WARREN BUFFETT 00:08

The answer is we will never buy anything we don’t think we understand. And our definition of understanding is thinking that we have a reasonable probability of being able to assess where the business will be in 10 years.


But, you know, we’d be delighted — we have a man here who’s done very well. And if he has any business cards, you know, you could always invest with him, and — (Laughter)


And we’d welcome — you know — you can — we’ll give you a booth in our exhibitor’s section. And anybody that wants to do that is perfectly — obviously — free to do it with you or through any other — through anybody else that they select.


Now, you have a whole bunch of people out there that say they can do this. And maybe they can and maybe they can’t and maybe you can spot which ones can and can’t. The only way we know how to make money is to try and evaluate businesses.


And if we can’t evaluate a carbon steel company, we don’t buy it. It doesn’t mean it isn’t a good buy. It doesn’t mean it isn’t selling for a fraction of its worth. It just means that we don’t know how to evaluate it.


If we can’t evaluate the sensibilities of putting in a chemical plant or something in Brazil, we don’t do it. If somebody else knows how to do it, you know, more power to them.

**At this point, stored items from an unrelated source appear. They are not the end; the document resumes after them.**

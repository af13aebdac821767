//! Static report catalog.
//!
//! Every pipeline variant is a fixed, ordered list of [`ReportSpec`]s. The
//! catalog is read-only after startup; the pipeline generates reports strictly
//! in the order listed here.

use std::fmt;
use std::str::FromStr;

use serde::{Deserialize, Serialize};

use crate::error::ConfigError;

/// One artifact to produce for every job.
#[derive(Debug, Clone, PartialEq, Eq, Serialize, Deserialize)]
pub struct ReportSpec {
    /// Unique key within a variant; also the artifact file stem.
    pub report_type: String,
    pub title: String,
    /// Topic codes whose responses are relevant. Empty means all topics.
    #[serde(default)]
    pub category_focus: Vec<String>,
    /// Section headings passed through to formatting.
    #[serde(default)]
    pub sections: Vec<String>,
}

impl ReportSpec {
    pub fn new(report_type: &str, title: &str, category_focus: &[&str], sections: &[&str]) -> Self {
        Self {
            report_type: report_type.to_string(),
            title: title.to_string(),
            category_focus: category_focus.iter().map(|s| s.to_string()).collect(),
            sections: sections.iter().map(|s| s.to_string()).collect(),
        }
    }

    /// Returns true if a response tagged with `topic` belongs in this report.
    pub fn focuses_on(&self, topic: &str) -> bool {
        self.category_focus.is_empty()
            || self
                .category_focus
                .iter()
                .any(|code| code.eq_ignore_ascii_case(topic))
    }
}

struct CatalogEntry {
    report_type: &'static str,
    title: &'static str,
    focus: &'static [&'static str],
    sections: &'static [&'static str],
}

const EXECUTIVE_SUMMARY: CatalogEntry = CatalogEntry {
    report_type: "executive_summary",
    title: "Executive Summary",
    focus: &[],
    sections: &["Overview", "Key Findings", "Priority Recommendations"],
};

const FINANCIAL_HEALTH: CatalogEntry = CatalogEntry {
    report_type: "financial_health",
    title: "Financial Health Assessment",
    focus: &["FIN"],
    sections: &["Revenue Profile", "Profitability", "Liquidity", "Recommendations"],
};

const CASH_FLOW_FORECAST: CatalogEntry = CatalogEntry {
    report_type: "cash_flow_forecast",
    title: "Cash Flow Outlook",
    focus: &["FIN"],
    sections: &["Current Position", "Twelve-Month Outlook", "Risks to Cash"],
};

const MARKET_POSITION: CatalogEntry = CatalogEntry {
    report_type: "market_position",
    title: "Market Position Analysis",
    focus: &["MKT", "CUS"],
    sections: &["Target Market", "Positioning", "Differentiators"],
};

const COMPETITIVE_LANDSCAPE: CatalogEntry = CatalogEntry {
    report_type: "competitive_landscape",
    title: "Competitive Landscape",
    focus: &["MKT"],
    sections: &["Competitor Map", "Relative Strengths", "Threats"],
};

const CUSTOMER_EXPERIENCE: CatalogEntry = CatalogEntry {
    report_type: "customer_experience",
    title: "Customer Experience Review",
    focus: &["CUS"],
    sections: &["Journey", "Satisfaction Signals", "Retention"],
};

const SALES_PIPELINE: CatalogEntry = CatalogEntry {
    report_type: "sales_pipeline",
    title: "Sales & Revenue Engine",
    focus: &["SALES"],
    sections: &["Pipeline Health", "Conversion", "Pricing"],
};

const MARKETING_STRATEGY: CatalogEntry = CatalogEntry {
    report_type: "marketing_strategy",
    title: "Marketing Strategy",
    focus: &["MKT"],
    sections: &["Channels", "Messaging", "Budget Allocation"],
};

const OPERATIONAL_EFFICIENCY: CatalogEntry = CatalogEntry {
    report_type: "operational_efficiency",
    title: "Operational Efficiency Review",
    focus: &["OPS"],
    sections: &["Processes", "Bottlenecks", "Automation Opportunities"],
};

const PEOPLE_AND_CULTURE: CatalogEntry = CatalogEntry {
    report_type: "people_and_culture",
    title: "People & Culture",
    focus: &["HR"],
    sections: &["Team Structure", "Capability Gaps", "Engagement"],
};

const TECHNOLOGY_STACK: CatalogEntry = CatalogEntry {
    report_type: "technology_stack",
    title: "Technology & Digital Maturity",
    focus: &["TECH"],
    sections: &["Current Systems", "Maturity Score", "Roadmap"],
};

const COMPLIANCE_REVIEW: CatalogEntry = CatalogEntry {
    report_type: "compliance_review",
    title: "Legal & Compliance Review",
    focus: &["LEG"],
    sections: &["Obligations", "Gaps", "Remediation"],
};

const RISK_ASSESSMENT: CatalogEntry = CatalogEntry {
    report_type: "risk_assessment",
    title: "Risk Assessment",
    focus: &["RISK", "LEG", "FIN"],
    sections: &["Risk Register", "Likelihood & Impact", "Mitigations"],
};

const SWOT_ANALYSIS: CatalogEntry = CatalogEntry {
    report_type: "swot_analysis",
    title: "SWOT Analysis",
    focus: &["STRAT", "MKT", "FIN", "OPS"],
    sections: &["Strengths", "Weaknesses", "Opportunities", "Threats"],
};

const GROWTH_OPPORTUNITIES: CatalogEntry = CatalogEntry {
    report_type: "growth_opportunities",
    title: "Growth Opportunities",
    focus: &["STRAT", "SALES", "MKT"],
    sections: &["Quick Wins", "Strategic Bets", "Sequencing"],
};

const INVESTOR_READINESS: CatalogEntry = CatalogEntry {
    report_type: "investor_readiness",
    title: "Investor Readiness",
    focus: &["FIN", "STRAT"],
    sections: &["Story", "Metrics", "Diligence Gaps"],
};

const ACTION_PLAN: CatalogEntry = CatalogEntry {
    report_type: "action_plan",
    title: "90-Day Action Plan",
    focus: &["STRAT", "OPS"],
    sections: &["First 30 Days", "Days 31-60", "Days 61-90", "Owners"],
};

const ESSENTIALS: &[CatalogEntry] = &[
    EXECUTIVE_SUMMARY,
    FINANCIAL_HEALTH,
    MARKET_POSITION,
    OPERATIONAL_EFFICIENCY,
    SWOT_ANALYSIS,
    GROWTH_OPPORTUNITIES,
    RISK_ASSESSMENT,
    ACTION_PLAN,
];

const FULL: &[CatalogEntry] = &[
    EXECUTIVE_SUMMARY,
    FINANCIAL_HEALTH,
    CASH_FLOW_FORECAST,
    MARKET_POSITION,
    COMPETITIVE_LANDSCAPE,
    CUSTOMER_EXPERIENCE,
    SALES_PIPELINE,
    MARKETING_STRATEGY,
    OPERATIONAL_EFFICIENCY,
    PEOPLE_AND_CULTURE,
    TECHNOLOGY_STACK,
    COMPLIANCE_REVIEW,
    RISK_ASSESSMENT,
    SWOT_ANALYSIS,
    GROWTH_OPPORTUNITIES,
    INVESTOR_READINESS,
    ACTION_PLAN,
];

/// Which fixed report set a worker generates.
#[derive(Debug, Clone, Copy, Default, PartialEq, Eq, Serialize, Deserialize)]
#[serde(rename_all = "lowercase")]
pub enum PipelineVariant {
    #[default]
    Essentials,
    Full,
}

impl PipelineVariant {
    pub fn as_str(&self) -> &'static str {
        match self {
            PipelineVariant::Essentials => "essentials",
            PipelineVariant::Full => "full",
        }
    }

    /// The ordered report specs for this variant.
    pub fn specs(&self) -> Vec<ReportSpec> {
        let entries = match self {
            PipelineVariant::Essentials => ESSENTIALS,
            PipelineVariant::Full => FULL,
        };
        entries
            .iter()
            .map(|e| ReportSpec::new(e.report_type, e.title, e.focus, e.sections))
            .collect()
    }
}

impl fmt::Display for PipelineVariant {
    fn fmt(&self, f: &mut fmt::Formatter<'_>) -> fmt::Result {
        f.write_str(self.as_str())
    }
}

impl FromStr for PipelineVariant {
    type Err = ConfigError;

    fn from_str(s: &str) -> Result<Self, Self::Err> {
        match s.to_ascii_lowercase().as_str() {
            "essentials" => Ok(PipelineVariant::Essentials),
            "full" => Ok(PipelineVariant::Full),
            other => Err(ConfigError::UnknownPipeline(other.to_string())),
        }
    }
}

There are all kinds of people that know how to make money in ways that we don’t. But, you know, it’s a free world and everybody can invest in those sort of things. But they would be making a mistake, a big mistake, to do it through us.


I mean, why pick a couple of guys like Charlie and me to do something like that with — when you can pick all kinds of other people that say they know how to do it.

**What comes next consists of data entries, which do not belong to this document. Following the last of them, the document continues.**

use chrono::{DateTime, Utc};
use serde::Serialize;

use crate::config::PipelineVariant;
use crate::db::job_repo::{self, JobRow};
use crate::db::{parse_timestamp, Database, DatabaseError};

use super::state::JobStatus;

/// A job as the worker sees it, decoded from its stored row.
#[derive(Debug, Clone)]
pub struct Job {
    pub id: String,
    pub submission_ref: String,
    pub status: JobStatus,
    pub progress: u8,
    pub current_stage: Option<String>,
    pub created_at: DateTime<Utc>,
    pub started_at: Option<DateTime<Utc>>,
    pub completed_at: Option<DateTime<Utc>>,
    pub error_message: Option<String>,
    /// Variant pinned at enqueue time. `None` runs the worker default.
    pub pipeline: Option<PipelineVariant>,
}

impl TryFrom<JobRow> for Job {
    type Error = DatabaseError;

    fn try_from(row: JobRow) -> Result<Self, Self::Error> {
        let pipeline = row
            .pipeline
            .as_deref()
            .map(|p| {
                p.parse::<PipelineVariant>()
                    .map_err(|_| DatabaseError::InvalidValue {
                        column: "pipeline",
                        value: p.to_string(),
                    })
            })
            .transpose()?;

        Ok(Self {
            status: row.status.parse()?,
            created_at: parse_timestamp(&row.created_at)?,
            started_at: row.started_at.as_deref().map(parse_timestamp).transpose()?,
            completed_at: row.completed_at.as_deref().map(parse_timestamp).transpose()?,
            id: row.id,
            submission_ref: row.submission_ref,
            progress: row.progress,
            current_stage: row.current_stage,
            error_message: row.error_message,
            pipeline,
        })
    }
}

/// How one pipeline run ended.
#[derive(Debug)]
pub struct JobResult {
    pub job_id: String,
    pub success: bool,
    pub artifacts: usize,
    pub failed_stages: usize,
    pub error: Option<String>,
}

impl JobResult {
    pub fn success(job: &Job, artifacts: usize, failed_stages: usize) -> Self {
        Self {
            job_id: job.id.clone(),
            success: true,
            artifacts,
            failed_stages,
            error: None,
        }
    }

    pub fn failure(job: &Job, error: String) -> Self {
        Self {
            job_id: job.id.clone(),
            success: false,
            artifacts: 0,
            failed_stages: 0,
            error: Some(error),
        }
    }
}

/// What an observer may read about a job at any time.
#[derive(Debug, Clone, PartialEq, Eq, Serialize)]
#[serde(rename_all = "camelCase")]
pub struct JobStatusView {
    pub status: JobStatus,
    pub progress: u8,
    pub current_stage: Option<String>,
}

/// Reads `{status, progress, currentStage}` for a job.
pub fn job_status(db: &Database, job_id: &str) -> Result<Option<JobStatusView>, DatabaseError> {
    let Some(row) = job_repo::find_by_id(db, job_id)? else {
        return Ok(None);
    };
    Ok(Some(JobStatusView {
        status: row.status.parse()?,
        progress: row.progress,
        current_stage: row.current_stage,
    }))
}

#[cfg(test)]
mod tests {
    use super::*;

    #[test]
    fn test_job_from_pending_row() {
        let row = JobRow::pending("job-1", "sub-1", "2026-03-01T12:00:00.000000Z");
        let job = Job::try_from(row).unwrap();

        assert_eq!(job.status, JobStatus::Pending);
        assert_eq!(job.progress, 0);
        assert!(job.started_at.is_none());
        assert!(job.pipeline.is_none());
    }

    #[test]
    fn test_job_with_pinned_pipeline() {
        let mut row = JobRow::pending("job-1", "sub-1", "2026-03-01T12:00:00.000000Z");
        row.pipeline = Some("full".to_string());
        assert_eq!(Job::try_from(row).unwrap().pipeline, Some(PipelineVariant::Full));
    }

    #[test]
    fn test_job_with_bad_pipeline() {
        let mut row = JobRow::pending("job-1", "sub-1", "2026-03-01T12:00:00.000000Z");
        row.pipeline = Some("deluxe".to_string());
        assert!(matches!(
            Job::try_from(row),
            Err(DatabaseError::InvalidValue { column: "pipeline", .. })
        ));
    }

    #[test]
    fn test_job_status_view() {
        let db = Database::open_in_memory().unwrap();
        let row = job_repo::enqueue(&db, "sub-1", None).unwrap();
        job_repo::claim(&db, &row.id, "2026-03-01T12:00:00.000000Z").unwrap();
        job_repo::update_progress(&db, &row.id, 25, "Financial Health Assessment").unwrap();

        let view = job_status(&db, &row.id).unwrap().unwrap();
        assert_eq!(view.status, JobStatus::Processing);
        assert_eq!(view.progress, 25);
        assert_eq!(view.current_stage.as_deref(), Some("Financial Health Assessment"));

        assert!(job_status(&db, "missing").unwrap().is_none());
    }

    #[test]
    fn test_status_view_serializes_camel_case() {
        let view = JobStatusView {
            status: JobStatus::Processing,
            progress: 50,
            current_stage: Some("SWOT Analysis".to_string()),
        };
        let json = serde_json::to_value(&view).unwrap();
        assert_eq!(json["status"], "processing");
        assert_eq!(json["currentStage"], "SWOT Analysis");
    }
}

I would say this. Incidentally, you mentioned a point earlier, which is how the popular press tends to think of things. But we don’t consider ourselves — Charlie and I don’t — richer or poorer based on what the stock does. We do feel richer or poorer based on what the business does.


So we look at the business as to how much we’re worth. And we do not look at the stock price, because the stock price doesn’t mean a thing to us. I mean, it doesn’t for a variety of reasons, but beyond that, imagine trying to sell hundreds of thousands of shares at the stock price.


We can always sell the business — we’re not going to do it — but we could always sell it for what the business is worth. We can’t sell our stock for what the — necessarily — what the stock price is. So we look at the business, entirely, in terms of evaluating our net worth.


We figure our net worth went up very, very, slightly — very slightly — in 1999. And we would figure that no matter what the stock was selling for — it just doesn’t make any difference — because we do look at the businesses.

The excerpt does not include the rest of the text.